What a strange place Plymouth is. Like many heavily bombed city centres in WW2, it was rebuilt along modernist lines with well-intentioned pedestrian avenues, 'gleaming' new office blocks and myriad roundabouts. It might have looked new and refreshing in the 50s but for most it quickly became an austere, soulless, windswept place. Drake's Circus (right, above) was typical of shopping centres up and down the country with its monochromed shopfronts and stained concrete.
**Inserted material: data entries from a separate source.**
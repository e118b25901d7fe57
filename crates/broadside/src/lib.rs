//! # Broadside
//!
//! A two-player Battleship server over a small checksummed binary protocol.
//!
//! Broadside pairs players in join order, walks each pair through fleet
//! placement and alternating fire, lets extra connections spectate, holds
//! a dropped player's seat for a while so they can rejoin, and offers a
//! rematch when a fleet goes down.
//!
//! ## Crates
//!
//! | Crate | Concern |
//! |-------|---------|
//! | `broadside-transport` | TCP listener and byte-stream connections |
//! | `broadside-protocol` | Frames, CRC-32 checksums, chunking, command grammars |
//! | `broadside-board` | Coordinates, the fleet, placement and shots |
//! | `broadside-session` | Match phases, turns, rematch, reconnection registry |
//! | `broadside-lobby` | Pairing, spectating, rejoining |
//!
//! ## Quick start
//!
//! ```rust,ignore
//! use broadside::prelude::*;
//!
//! let server = BroadsideServer::builder()
//!     .bind("127.0.0.1:12345")
//!     .build()
//!     .await?;
//! server.run().await
//! ```

mod client;
mod error;
mod handler;
mod server;

pub use client::Client;
pub use error::BroadsideError;
pub use server::{BroadsideServer, BroadsideServerBuilder, ServerConfig, DEFAULT_BIND_ADDR};

/// Re-exports for the common case.
pub mod prelude {
    pub use crate::{BroadsideError, BroadsideServer, BroadsideServerBuilder, Client, ServerConfig};
    pub use broadside_board::{Coord, Orientation, ShipType, ShotResult, FLEET};
    pub use broadside_protocol::{Packet, PacketKind};
    pub use broadside_session::{GameError, Phase, ReconnectConfig, Seat, SessionConfig};
}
Liz's mum spoke of similar plans to her home town of Bristol , echoed in David Kynaston's book: "A poll organized in early 1947 by the local Retail Traders Federation found that only 400 people wanted the proposed new Broadmead shopping centre, as against 13,000 wishing to see the old shopping centre reinstated. The planners simply ignored the unfortunate result".
Meanwhile in Plymouth, it's slowly becoming more human: Drake's has been demolished and in its place there's the ubiquitous indoor mall (right, below). We could moan about all the usual 21st century brands, but I know which I'd prefer. There's even a Waterstones.